Figure combines refugees, asylum seekers, and nearly 60 million people displaced inside their own countries.

A boy evacuated from Mariupol's Azovstal.
A boy evacuated from Ukraine's Mariupol city arrives at a registration area for internally displaced people in Zaporizhzhia on May 3 [Dimitar Dilkoff/AFP]

More than 100 million people have been driven from their homes around the world, the UN refugee agency (UNHCR) says, citing new data about those escaping violence, conflict, persecution and human rights violations.

The war in Ukraine has been one of the factors propelling millions of people to flee, UNHCR said on Monday, adding protracted conflict in places such as Ethiopia and the Democratic Republic of the Congo (DRC) were also behind the high numbers.
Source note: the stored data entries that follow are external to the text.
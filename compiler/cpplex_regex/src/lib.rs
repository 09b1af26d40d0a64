//! Regex rule algebra and NFA engine for the cpplex tokenizer.
//!
//! This crate is standalone (zero `cpplex_*` dependencies) so the rule
//! engine can be reused and fuzzed without pulling in the tokenizer:
//!
//! - [`Chset`]: sorted disjoint code-point range sets with union,
//!   complement and difference.
//! - [`Rule`]: the combinator algebra (`>>`, `|`, `star`, `plus`, `opt`,
//!   leaf negation/difference).
//! - [`Nfa`] / [`Machine`]: compilation by structural recursion into an
//!   index-addressed state arena, and one-symbol-at-a-time simulation
//!   with epsilon closure.
//! - [`symbol`]: the extended `u32` input domain, including the phase
//!   sentinels and packed-UTF-8 helpers.

mod chset;
mod nfa;
pub mod rule;
pub mod symbol;

pub use chset::Chset;
pub use nfa::{matches, matches_str, Machine, Nfa};
pub use rule::{Rule, RuleError};
pub use symbol::Symbol;
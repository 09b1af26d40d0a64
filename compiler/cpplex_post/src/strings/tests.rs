use pretty_assertions::assert_eq;

use super::StringAccumulator;
use crate::fundamental::FundamentalType;
use crate::stream::{PostEvent, Recorder};

fn flush_one(acc: &mut StringAccumulator) -> PostEvent {
    let mut rec = Recorder::default();
    acc.flush(&mut rec);
    assert_eq!(rec.events.len(), 1);
    rec.events.remove(0)
}

#[test]
fn plain_string_gets_a_nul_terminator() {
    let mut acc = StringAccumulator::default();
    acc.add_string(b"\"abc\"");
    assert_eq!(
        flush_one(&mut acc),
        PostEvent::LiteralArray {
            source: "\"abc\"".to_owned(),
            n_elements: 4,
            ty: FundamentalType::Char,
            data: b"abc\0".to_vec(),
        }
    );
    assert!(!acc.pending());
}

#[test]
fn adjacent_pieces_concatenate_with_spaced_source() {
    let mut acc = StringAccumulator::default();
    acc.add_string(b"\"a\"");
    acc.add_string(b"\"b\"");
    assert_eq!(
        flush_one(&mut acc),
        PostEvent::LiteralArray {
            source: "\"a\" \"b\"".to_owned(),
            n_elements: 3,
            ty: FundamentalType::Char,
            data: b"ab\0".to_vec(),
        }
    );
}

#[test]
fn u8_prefix_agrees_with_unprefixed() {
    let mut acc = StringAccumulator::default();
    acc.add_string(b"u8\"a\"");
    acc.add_string(b"\"b\"");
    assert_eq!(
        flush_one(&mut acc),
        PostEvent::LiteralArray {
            source: "u8\"a\" \"b\"".to_owned(),
            n_elements: 3,
            ty: FundamentalType::Char,
            data: b"ab\0".to_vec(),
        }
    );
}

#[test]
fn conflicting_prefixes_are_invalid() {
    let mut acc = StringAccumulator::default();
    acc.add_string(b"u\"a\"");
    acc.add_string(b"U\"b\"");
    assert_eq!(
        flush_one(&mut acc),
        PostEvent::Invalid("u\"a\" U\"b\"".to_owned())
    );
}

#[test]
fn utf16_string_encodes_code_units() {
    let mut acc = StringAccumulator::default();
    acc.add_string("u\"ß\"".as_bytes());
    let mut data = Vec::new();
    data.extend_from_slice(&0x00DFu16.to_ne_bytes());
    data.extend_from_slice(&0u16.to_ne_bytes());
    assert_eq!(
        flush_one(&mut acc),
        PostEvent::LiteralArray {
            source: "u\"ß\"".to_owned(),
            n_elements: 2,
            ty: FundamentalType::Char16T,
            data,
        }
    );
}

#[test]
fn utf32_string_encodes_code_points() {
    let mut acc = StringAccumulator::default();
    acc.add_string(b"U\"a\"");
    let mut data = Vec::new();
    data.extend_from_slice(&0x61u32.to_ne_bytes());
    data.extend_from_slice(&0u32.to_ne_bytes());
    assert_eq!(
        flush_one(&mut acc),
        PostEvent::LiteralArray {
            source: "U\"a\"".to_owned(),
            n_elements: 2,
            ty: FundamentalType::Char32T,
            data,
        }
    );
}

#[test]
fn raw_bodies_bypass_escape_decoding() {
    let mut acc = StringAccumulator::default();
    acc.add_string(b"R\"(a\\n)\"");
    assert_eq!(
        flush_one(&mut acc),
        PostEvent::LiteralArray {
            source: "R\"(a\\n)\"".to_owned(),
            n_elements: 4,
            ty: FundamentalType::Char,
            data: b"a\\n\0".to_vec(),
        }
    );
}

#[test]
fn raw_delimiters_are_stripped() {
    let mut acc = StringAccumulator::default();
    acc.add_string(b"R\"xy()\")xy\"");
    assert_eq!(
        flush_one(&mut acc),
        PostEvent::LiteralArray {
            source: "R\"xy()\")xy\"".to_owned(),
            n_elements: 3,
            ty: FundamentalType::Char,
            data: b")\"\0".to_vec(),
        }
    );
}

#[test]
fn ud_suffix_rides_along() {
    let mut acc = StringAccumulator::default();
    acc.add_ud_string(b"\"mm\"_len");
    assert_eq!(
        flush_one(&mut acc),
        PostEvent::UdStringArray {
            source: "\"mm\"_len".to_owned(),
            suffix: "_len".to_owned(),
            n_elements: 3,
            ty: FundamentalType::Char,
            data: b"mm\0".to_vec(),
        }
    );
}

#[test]
fn ud_suffixes_must_agree() {
    let mut acc = StringAccumulator::default();
    acc.add_ud_string(b"\"a\"_x");
    acc.add_ud_string(b"\"b\"_y");
    assert_eq!(
        flush_one(&mut acc),
        PostEvent::Invalid("\"a\"_x \"b\"_y".to_owned())
    );
}

#[test]
fn non_underscore_suffix_is_invalid() {
    let mut acc = StringAccumulator::default();
    acc.add_ud_string(b"\"a\"x");
    assert_eq!(flush_one(&mut acc), PostEvent::Invalid("\"a\"x".to_owned()));
}

#[test]
fn invalid_utf8_body_is_invalid() {
    let mut acc = StringAccumulator::default();
    acc.add_string(b"\"\xFF\"");
    assert_eq!(
        flush_one(&mut acc),
        PostEvent::Invalid("\"\u{FFFD}\"".to_owned())
    );
}

#[test]
fn flush_with_nothing_pending_emits_nothing() {
    let mut acc = StringAccumulator::default();
    let mut rec = Recorder::default();
    acc.flush(&mut rec);
    assert!(rec.events.is_empty());
}
//! The extended code-point domain the rule engine operates over.
//!
//! A [`Symbol`] is wider than a Unicode scalar value: the scanner feeds the
//! pipeline raw bytes, later phases substitute *packed* UTF-8 sequences
//! (all bytes of one character folded into a single `u32`, e.g. `é` becomes
//! `0xC3A9`), and a handful of out-of-band sentinel values drive phase
//! transitions.
//!
//! # Sentinels
//!
//! - [`RAW_CHAR`] carries one character of a raw-string body through later
//!   phases. `0xFF` never occurs as a standalone byte of well-formed UTF-8,
//!   so no structural rule can confuse it with source text.
//! - [`START_OF_FILE`] sits at the top of the complement domain (inclusive),
//!   so `any_char()` accepts it — the pp-token phase has an explicit ignore
//!   rule for it.
//! - [`COMMENT_BEGIN`] and [`END_OF_FILE`] sit *above* [`MAX_CODE`] and are
//!   therefore only matched by rules that name them explicitly.

use smallvec::SmallVec;

/// One input symbol of the tokenizer pipeline.
pub type Symbol = u32;

/// Smallest ordinary symbol.
pub const MIN_CODE: Symbol = 0;

/// Largest symbol covered by [`Chset`](crate::Chset) complement.
///
/// Equal to [`START_OF_FILE`]: the start-of-file sentinel is inside the
/// complement domain, the comment-begin and end-of-file sentinels are not.
pub const MAX_CODE: Symbol = 0xFFFF_FFFD;

/// Placeholder symbol for one replayed raw-string body character.
pub const RAW_CHAR: Symbol = 0xFF;

/// Injected once before the first real input byte.
pub const START_OF_FILE: Symbol = 0xFFFF_FFFD;

/// Synthesized by the splice phase when it recognizes `/*`.
pub const COMMENT_BEGIN: Symbol = 0xFFFF_FFFE;

/// Injected by the caller after the last real input byte.
pub const END_OF_FILE: Symbol = 0xFFFF_FFFF;

/// Encode a Unicode code point as a packed UTF-8 symbol.
///
/// The UTF-8 encoding of `cp` is folded big-endian into one `u32`:
/// `pack_utf8(0xE9)` is `0xC3A9`, `pack_utf8(0x41)` is `0x41`.
pub fn pack_utf8(cp: u32) -> Symbol {
    if cp >= 0x1_0000 {
        ((0xF0 + (cp >> 18)) << 24)
            | ((0x80 + ((cp >> 12) & 0x3F)) << 16)
            | ((0x80 + ((cp >> 6) & 0x3F)) << 8)
            | (0x80 + (cp & 0x3F))
    } else if cp >= 0x0800 {
        ((0xE0 + (cp >> 12)) << 16) | ((0x80 + ((cp >> 6) & 0x3F)) << 8) | (0x80 + (cp & 0x3F))
    } else if cp >= 0x0080 {
        ((0xC0 + (cp >> 6)) << 8) | (0x80 + (cp & 0x3F))
    } else {
        cp
    }
}

/// The bytes of a symbol, most significant non-zero byte first.
///
/// For packed UTF-8 symbols this recovers the original byte sequence; for
/// plain ASCII symbols it is the single byte itself.
pub fn symbol_bytes(sym: Symbol) -> SmallVec<[u8; 4]> {
    let mut out = SmallVec::new();
    if sym & 0xFF00_0000 != 0 {
        out.push((sym >> 24) as u8);
    }
    if sym & 0xFF_0000 != 0 {
        out.push((sym >> 16) as u8);
    }
    if sym & 0xFF00 != 0 {
        out.push((sym >> 8) as u8);
    }
    out.push(sym as u8);
    out
}

/// UTF-8 encoded length of a code point (1 to 4).
fn utf8_len(cp: u32) -> u32 {
    if cp >= 0x1_0000 {
        4
    } else if cp >= 0x0800 {
        3
    } else if cp >= 0x0080 {
        2
    } else {
        1
    }
}

/// Convert inclusive code-point ranges to packed-UTF-8 symbol ranges.
///
/// A code-point range is contiguous in packed space only while the encoded
/// length stays constant, so ranges straddling an encoding-length boundary
/// are split at 0x80, 0x800 and 0x10000 before packing. Used to translate
/// the Annex E identifier tables into the domain the automata run over.
pub fn pack_ranges(ranges: &[(u32, u32)]) -> Vec<(Symbol, Symbol)> {
    const BOUNDS: [(u32, u32); 4] = [(0, 0x7F), (0x80, 0x7FF), (0x800, 0xFFFF), (0x1_0000, 0x10_FFFF)];
    let mut out = Vec::new();
    for &(lo, hi) in ranges {
        if lo > hi {
            continue;
        }
        for &(blo, bhi) in &BOUNDS {
            let lo = lo.max(blo);
            let hi = hi.min(bhi);
            if lo <= hi {
                debug_assert_eq!(utf8_len(lo), utf8_len(hi));
                out.push((pack_utf8(lo), pack_utf8(hi)));
            }
        }
    }
    out
}

#[cfg(test)]
mod tests {
    use super::*;

    #[test]
    fn ascii_packs_to_itself() {
        assert_eq!(pack_utf8(0x41), 0x41);
        assert_eq!(pack_utf8(0x7F), 0x7F);
    }

    #[test]
    fn two_byte_pack() {
        // U+00E9 é = 0xC3 0xA9
        assert_eq!(pack_utf8(0xE9), 0xC3A9);
    }

    #[test]
    fn three_byte_pack() {
        // U+20AC € = 0xE2 0x82 0xAC
        assert_eq!(pack_utf8(0x20AC), 0x00E2_82AC);
    }

    #[test]
    fn four_byte_pack() {
        // U+1F600 = 0xF0 0x9F 0x98 0x80
        assert_eq!(pack_utf8(0x1F600), 0xF09F_9880);
    }

    #[test]
    fn symbol_bytes_recovers_utf8() {
        for cp in [0x41_u32, 0xE9, 0x20AC, 0x1F600] {
            let ch = char::from_u32(cp).expect("valid code point");
            let mut buf = [0_u8; 4];
            let encoded = ch.encode_utf8(&mut buf).as_bytes();
            assert_eq!(symbol_bytes(pack_utf8(cp)).as_slice(), encoded);
        }
    }

    #[test]
    fn pack_ranges_splits_on_length_boundary() {
        // 0x7E..0x81 straddles the 1-byte/2-byte boundary.
        let packed = pack_ranges(&[(0x7E, 0x81)]);
        assert_eq!(
            packed,
            vec![(0x7E, 0x7F), (pack_utf8(0x80), pack_utf8(0x81))]
        );
    }

    #[test]
    fn pack_ranges_drops_inverted() {
        assert!(pack_ranges(&[(10, 5)]).is_empty());
    }
}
“It’s a record that should never have been set,” said UN High Commissioner for Refugees Filippo Grandi in a statement. “This must serve as a wake-up call to resolve and prevent destructive conflicts, end persecution, and address the underlying causes that force innocent people to flee their homes.”

The 100 million figure amounts to more than 1 percent of the global population. Only 13 countries have a bigger population than the number of forcibly displaced people in the world.

In 2012, the figure stood at 41 million while in 2019 it reached 79.5 million.

In 2020, more than 82 million people worldwide were forcibly displaced with the COVID-19 pandemic exacerbating some pre-existing drivers.

The UNHCR data includes refugees, asylum seekers, and those displaced within their own countries. Last week, a humanitarian body said internally displaced people reached a record of nearly 60 million people by the end of last year.

The number of forcibly displaced people rose towards 90 million by the end of 2021, spurred by violence in Afghanistan, Burkina Faso, DRC, Ethiopia, Myanmar, and Nigeria, UNHCR said.

Russia invaded Ukraine on February 24 and since then more than eight million people have been displaced within the country, while more than six million refugees fled across the borders.

Grandi urged action to address the causes of displacement, saying humanitarian aid was only treating the consequences.

“To reverse this trend, the only answer is peace and stability so that innocent people are not forced to gamble between acute danger at home or precarious flight and exile,” he added.

UNHCR will provide the full data on forced displacement in 2021 in its annual Global Trends Report, due for release on June 16.

‘Unprecedented human suffering’

A joint report last week by the Internal Displacement Monitoring Centre (IDMC) and the Norwegian Refugee Council (NRC) said about 38 million new internal displacements were reported in 2021. Some of those were by people forced to flee multiple times during the year.

The figure marks the second-highest annual number of new internal displacements in a decade after 2020, which saw record-breaking movement because of a string of natural disasters.

Last year, new internal displacements specifically from conflict surged to 14.4 million – marking a 50-percent jump from 2020, the report showed.

“Today’s sobering 100 million displacement figure is indisputable proof that global leaders are failing the world’s most vulnerable people on a scale never before seen,” NRC Secretary-General Jan Egeland said in a statement.

“We are witnessing an unprecedented plague of human suffering.”

He said the aid system would not be able to support 100 million people in need without more resources.

“It is twice the number of people compared to a decade ago, without a doubling of funding to match it,” Egeland said.

Natural disasters continued to account for most new internal displacement, spurring 23.7 million such movements in 2021.